Low: In Europe [DVD]

Low
Hit and Run Films

Sebastian Schrade’s Low in Europe follows the Duluth, Minnesota trio Low on tour in Germany and England in late 2002 into 2003. The film is maybe shorter than you’d expect (just under an hour), and doesn’t shed all that much light on the band as people (all three come of as remarkably thoughtful and direct, though we don’t really learn anything specific) — but it avoids feeling like an advertisement, which is important. Instead it feels unaffected and unforced, without getting bogged down in its desire to be either. It does away with any kind of specific storyline (when it starts they’re on tour and when it ends, they’re playing their final show — nothing else, besides running into Napalm Death, really seems to happen), and while it isn’t exactly fun, the band’s music isn’t exactly fun, either. In that sense, this documentary may be a true portrait of them. It shares a lot of the same qualities of the band’s music, and you can pick on both if you wish for sharing the same sticking points.

You’re introduced to the band in the film’s opening moments as they introduce themselves at a radio taping. What little background information is given on them is leaked over the course of the movie, so unless you’re already familiar with them you might feel a bit off-balance. Their music is often described as slow, which is partially true, and minimal, which is mostly true. The film thankfully presents a wide enough range of songs (from the bare bones “Laser Beam” to an acoustic version of “Last Snowstorm of the Year” to a more visceral performance of “I Am The Lamb”) that it allows you to get a fairly good grasp on what their music is all about for yourself.

There is almost no dialogue, and in fact the band is rarely even shown interacting with each other: it seems like the only time that you see them together is when they’re performing. What we see of them off-stage is usually interview footage or footage of them traveling, wherein they’re either silent or sleeping. It’s a bit of a shame because we tend to have a good sense of what a band is like on stage — even if it’s a tabloid impulse, it’s usually the parts of their lives that we normally wouldn’t have access to that we want to see the most.

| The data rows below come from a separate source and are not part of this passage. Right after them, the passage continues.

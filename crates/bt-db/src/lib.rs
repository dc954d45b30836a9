//! Storage layer for the baby activity tracker.
//!
//! Persists tracker state in a single `SQLite` database holding one
//! key-value table with JSON-serialized values, mirroring the browser
//! `localStorage` layout the snapshot format originated from.
//!
//! # Thread Safety
//!
//! [`Database`] wraps a `rusqlite::Connection`, which is `Send` but not
//! `Sync`: an instance can be moved between threads but not shared without
//! external synchronization. The tracker model is single-writer, so this
//! never comes up in practice.
//!
//! # Keys
//!
//! - `activities`: JSON array of activity records
//! - `current_activity`: the single open-ended record; the row is deleted
//!   when nothing is running, so a missing key means "no current activity"
//! - `daily_stats`: per-day aggregates keyed `YYYY-MM-DD`, with the cache
//!   version embedded as a `_version` field of the same object
//! - `pending_deletion`: the undo tombstone and its deadline; dropped at
//!   load once the deadline has passed
//!
//! Timestamps inside the JSON are ISO 8601 with the local UTC offset, as
//! produced by `chrono::DateTime<Local>` serialization.

use std::path::Path;

use chrono::{DateTime, Local};
use rusqlite::{Connection, params};
use serde::Serialize;
use serde::de::DeserializeOwned;
use thiserror::Error;

use bt_core::{Activity, ActivityStore, PendingDeletion, StatsCache, Tracker};

/// Database errors.
#[derive(Debug, Error)]
pub enum DbError {
    /// An error from the underlying database.
    #[error("sqlite error: {0}")]
    Sqlite(#[from] rusqlite::Error),
    /// A persisted value failed to decode.
    #[error("corrupt value for key {key}: {source}")]
    Corrupt {
        key: &'static str,
        #[source]
        source: serde_json::Error,
    },
    /// A value failed to encode (should never happen for tracker state).
    #[error("failed to encode value for key {key}: {source}")]
    Encode {
        key: &'static str,
        #[source]
        source: serde_json::Error,
    },
}

const KEY_ACTIVITIES: &str = "activities";
const KEY_CURRENT: &str = "current_activity";
const KEY_STATS: &str = "daily_stats";
const KEY_PENDING: &str = "pending_deletion";

/// Database connection wrapper.
///
/// See the [module documentation](self) for the key layout.
pub struct Database {
    conn: Connection,
}

impl Database {
    /// Opens a database at the given path, creating it if necessary.
    pub fn open(path: &Path) -> Result<Self, DbError> {
        let conn = Connection::open(path)?;
        let db = Self { conn };
        db.init()?;
        Ok(db)
    }

    /// Opens an in-memory database.
    ///
    /// Useful for testing. The database is destroyed when the connection
    /// closes.
    pub fn open_in_memory() -> Result<Self, DbError> {
        let conn = Connection::open_in_memory()?;
        let db = Self { conn };
        db.init()?;
        Ok(db)
    }

    /// Initializes the schema. Idempotent.
    fn init(&self) -> Result<(), DbError> {
        self.conn.execute_batch(
            "
            CREATE TABLE IF NOT EXISTS kv (
                key TEXT PRIMARY KEY,
                value TEXT NOT NULL
            );
            ",
        )?;
        Ok(())
    }

    /// Loads the persisted tracker state as of `now`.
    ///
    /// An expired pending deletion is discarded here (restarting the
    /// process cannot reopen its undo window). A corrupt or stale stats
    /// snapshot is dropped and rebuilt from the activity list; corrupt
    /// activity data is an error, since guessing would lose records.
    pub fn load_tracker(&self, now: DateTime<Local>) -> Result<Tracker, DbError> {
        let activities: Vec<Activity> = self.get_json(KEY_ACTIVITIES)?.unwrap_or_default();
        let current: Option<Activity> = self.get_json(KEY_CURRENT)?;
        let pending: Option<PendingDeletion> = self
            .get_json_lenient(KEY_PENDING)
            .filter(|p: &PendingDeletion| now < p.expires_at);
        let stats: Option<StatsCache> = self.get_json_lenient(KEY_STATS);

        let store = ActivityStore::from_parts(activities, current, pending);
        Ok(Tracker::from_parts(store, stats, now))
    }

    /// Persists the full tracker state in one transaction.
    pub fn save_tracker(&mut self, tracker: &Tracker, now: DateTime<Local>) -> Result<(), DbError> {
        let activities = encode(KEY_ACTIVITIES, &tracker.activities())?;
        let current = tracker
            .current()
            .map(|a| encode(KEY_CURRENT, a))
            .transpose()?;
        let pending = tracker
            .pending_deletion(now)
            .map(|p| encode(KEY_PENDING, p))
            .transpose()?;
        let stats = encode(KEY_STATS, tracker.stats())?;

        let tx = self.conn.transaction()?;
        upsert(&tx, KEY_ACTIVITIES, &activities)?;
        upsert_or_delete(&tx, KEY_CURRENT, current.as_deref())?;
        upsert_or_delete(&tx, KEY_PENDING, pending.as_deref())?;
        upsert(&tx, KEY_STATS, &stats)?;
        tx.commit()?;

        tracing::debug!(activity_count = tracker.activities().len(), "saved tracker state");
        Ok(())
    }

    fn get(&self, key: &str) -> Result<Option<String>, DbError> {
        let mut stmt = self.conn.prepare("SELECT value FROM kv WHERE key = ?")?;
        let mut rows = stmt.query(params![key])?;
        match rows.next()? {
            Some(row) => Ok(Some(row.get(0)?)),
            None => Ok(None),
        }
    }

    fn get_json<T: DeserializeOwned>(&self, key: &'static str) -> Result<Option<T>, DbError> {
        match self.get(key)? {
            Some(raw) => serde_json::from_str(&raw)
                .map(Some)
                .map_err(|source| DbError::Corrupt { key, source }),
            None => Ok(None),
        }
    }

    /// Like [`Self::get_json`], but treats corrupt values as absent.
    /// Only used for state that can be rebuilt or safely dropped.
    fn get_json_lenient<T: DeserializeOwned>(&self, key: &'static str) -> Option<T> {
        match self.get_json(key) {
            Ok(value) => value,
            Err(error) => {
                tracing::warn!(key, %error, "discarding unreadable value");
                None
            }
        }
    }
}

fn encode<T: Serialize>(key: &'static str, value: &T) -> Result<String, DbError> {
    serde_json::to_string(value).map_err(|source| DbError::Encode { key, source })
}

fn upsert(tx: &rusqlite::Transaction<'_>, key: &str, value: &str) -> Result<(), DbError> {
    tx.execute(
        "
        INSERT INTO kv (key, value) VALUES (?, ?)
        ON CONFLICT(key) DO UPDATE SET value = excluded.value
        ",
        params![key, value],
    )?;
    Ok(())
}

fn upsert_or_delete(
    tx: &rusqlite::Transaction<'_>,
    key: &str,
    value: Option<&str>,
) -> Result<(), DbError> {
    match value {
        Some(value) => upsert(tx, key, value),
        None => {
            tx.execute("DELETE FROM kv WHERE key = ?", params![key])?;
            Ok(())
        }
    }
}

#[cfg(test)]
mod tests {
    use chrono::{Duration, TimeZone};

    use bt_core::{ActivityKind, DayKey, DiaperKind, FeedingSide, Subtype};

    use super::*;

    fn at(h: u32, m: u32) -> DateTime<Local> {
        Local.with_ymd_and_hms(2026, 8, 5, h, m, 0).unwrap()
    }

    fn raw_put(db: &Database, key: &str, value: &str) {
        db.conn
            .execute(
                "INSERT INTO kv (key, value) VALUES (?, ?)
                 ON CONFLICT(key) DO UPDATE SET value = excluded.value",
                params![key, value],
            )
            .unwrap();
    }

    fn raw_get(db: &Database, key: &str) -> Option<String> {
        db.get(key).unwrap()
    }

    #[test]
    fn round_trip_preserves_tracker_state() {
        let temp = tempfile::tempdir().unwrap();
        let path = temp.path().join("bt.db");

        let mut tracker = Tracker::new();
        tracker.quick_add_at(
            ActivityKind::Diaper,
            Some(Subtype::Diaper(DiaperKind::Pee)),
            at(8, 0),
        );
        let feeding = tracker.start_at(
            ActivityKind::Feeding,
            Some(Subtype::Feeding(FeedingSide::Left)),
            at(9, 0),
        );

        {
            let mut db = Database::open(&path).unwrap();
            db.save_tracker(&tracker, at(9, 5)).unwrap();
        }

        let db = Database::open(&path).unwrap();
        let loaded = db.load_tracker(at(9, 10)).unwrap();

        assert_eq!(loaded.activities(), tracker.activities());
        assert_eq!(loaded.current().unwrap().id, feeding);
        assert_eq!(
            loaded.stats().get(DayKey::of(at(8, 0))).unwrap(),
            tracker.stats().get(DayKey::of(at(8, 0))).unwrap()
        );
    }

    #[test]
    fn current_key_is_removed_when_nothing_is_running() {
        let mut db = Database::open_in_memory().unwrap();

        let mut tracker = Tracker::new();
        tracker.start_at(ActivityKind::Sleep, None, at(8, 0));
        db.save_tracker(&tracker, at(8, 5)).unwrap();
        assert!(raw_get(&db, KEY_CURRENT).is_some());

        tracker.stop_at(at(9, 0));
        db.save_tracker(&tracker, at(9, 0)).unwrap();
        assert!(raw_get(&db, KEY_CURRENT).is_none());
    }

    #[test]
    fn pending_deletion_survives_within_its_window() {
        let mut db = Database::open_in_memory().unwrap();

        let mut tracker = Tracker::new();
        let id = tracker.quick_add_at(ActivityKind::Diaper, None, at(8, 0));
        let deleted_at = at(9, 0);
        assert!(tracker.delete_at(id, deleted_at));
        db.save_tracker(&tracker, deleted_at).unwrap();

        let loaded = db.load_tracker(deleted_at + Duration::seconds(2)).unwrap();
        assert!(loaded.pending_deletion(deleted_at + Duration::seconds(2)).is_some());

        let expired = db.load_tracker(deleted_at + Duration::seconds(10)).unwrap();
        assert!(expired
            .pending_deletion(deleted_at + Duration::seconds(10))
            .is_none());
    }

    #[test]
    fn stale_stats_version_triggers_rebuild_on_load() {
        let mut db = Database::open_in_memory().unwrap();

        let mut tracker = Tracker::new();
        tracker.quick_add_at(
            ActivityKind::Diaper,
            Some(Subtype::Diaper(DiaperKind::Both)),
            at(8, 0),
        );
        db.save_tracker(&tracker, at(8, 5)).unwrap();

        // simulate a snapshot written by an older install
        raw_put(&db, KEY_STATS, r#"{"_version": 2}"#);

        let loaded = db.load_tracker(at(9, 0)).unwrap();
        assert!(loaded.stats().is_current());
        assert_eq!(loaded.stats().get(DayKey::of(at(8, 0))).unwrap().diapers, 1);
    }

    #[test]
    fn corrupt_stats_are_dropped_and_rebuilt() {
        let mut db = Database::open_in_memory().unwrap();

        let mut tracker = Tracker::new();
        tracker.quick_add_at(ActivityKind::Diaper, None, at(8, 0));
        db.save_tracker(&tracker, at(8, 5)).unwrap();
        raw_put(&db, KEY_STATS, "{definitely not json");

        let loaded = db.load_tracker(at(9, 0)).unwrap();
        assert_eq!(loaded.stats().get(DayKey::of(at(8, 0))).unwrap().diapers, 1);
    }

    #[test]
    fn corrupt_activities_are_an_error() {
        let db = Database::open_in_memory().unwrap();
        raw_put(&db, KEY_ACTIVITIES, "[{broken");

        let result = db.load_tracker(at(9, 0));
        assert!(matches!(
            result.unwrap_err(),
            DbError::Corrupt {
                key: "activities",
                ..
            }
        ));
    }

    #[test]
    fn empty_database_loads_an_empty_tracker() {
        let db = Database::open_in_memory().unwrap();
        let tracker = db.load_tracker(at(9, 0)).unwrap();

        assert!(tracker.activities().is_empty());
        assert!(tracker.current().is_none());
        assert!(tracker.stats().is_current());
    }

    #[test]
    fn open_is_idempotent() {
        let temp = tempfile::tempdir().unwrap();
        let path = temp.path().join("bt.db");

        drop(Database::open(&path).unwrap());
        let db = Database::open(&path).unwrap();
        assert!(db.load_tracker(at(9, 0)).unwrap().activities().is_empty());
    }
}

They do seem to walk their walk: when they say they’re disgusted with the music business and don’t have a driving desire to be a part of it, you don’t necessarily feel like a sucker for believing them. They load-in their own equipment (the film ends with them selling and signing merchandise from the stage and packing their equipment into cases) and the biggest complaint singer / guitarist Alan Sparhawk can offer about touring regards loading his family’s luggage in and out of hotels each day (the elevators always seem to be broken). Their tour van never seems all that confining, though it’s hard to believe they can fit at least five people and equipment in there, and the group never really looks unhappy (backstage Sparhawk picks out the chords to “Suspicious Minds”; at a rest stop the group plays ring-around-the-rosie with Sparhawk and drummer Mimi Parker’s daughter).

Still, there’s no air of self-congratulations from either the band or the filmmaker, and thankfully the movie doesn’t dwell on how wonderful it is that a band like this can survive in the face of the big bad music business (see I Am Trying to Break Your Heart). The only time that commerce even comes up is when Sparhawk talks about his group’s position between bands that get to make the music they want but can’t make money and those making money at the expense of their freedom. They don’t dig any deeper, though, as to how or why Low came to find themselves in this position, and those kinds of insights might have been particularly revealing.

When I first played the DVD I had inserted the NTSC version and was shocked that they would try and pass off such washed-out looking black-and-white footage. After I got it right, I found the color that lights up the live footage contrasted beautifully against the Super-8 and digital video black-and-white footage. Because of the drama inherent in their music it must have been tempting to shoot exclusively in black-and-white, but the band is well-served by color. The live sound is excellent: it catches the band dynamics faithfully and there’s no out-of-sync footage. One glaring scene that is out-of-sync in a different way is the recording of “Canada”; during the bridge the camera keeps its focus on Sparhawk’s face instead of bringing the guitar, where the action is happening, into the frame.

The film ends with footage from the peace marches in England that took place before the start of the Iraq war. No one from the band attends the marches, each offering a reason that essentially boils down to, “yes, they believe in peace”, but “no, they don’t think the band is all that involved in politics”. Writing on the scene, the St. Paul City Pages judged them as follows: “An opera director I know always puritanically condemned Richard Strauss’s aesthetically racy works of the ’30s as ‘people sipping martinis while the Nazis marched in’. The privileged Minnesotans in Low… now strike me as no less spoiled or indifferent to suffering.” It’s conveniently self-righteous and utterly misguided to condemn three American musicians on tour in Europe with a child in tow using logic (“Either you’re with the protesters or you’re with the war”) that is only a tiny variant on the same argument George Bush used to stir up his own war support. It’s not really clear why this scene is even in the film. Is the point that they’d rather let their music speak for them? That music is a more powerful expression than marching? Were they even close to where the protests were taking place? Were the interview bits used during the segment even shot on the same day as the march? You never really know and it all seems oddly tacked on. It’s a wrong note in a film that’s mostly able to match the quiet style of its subjects.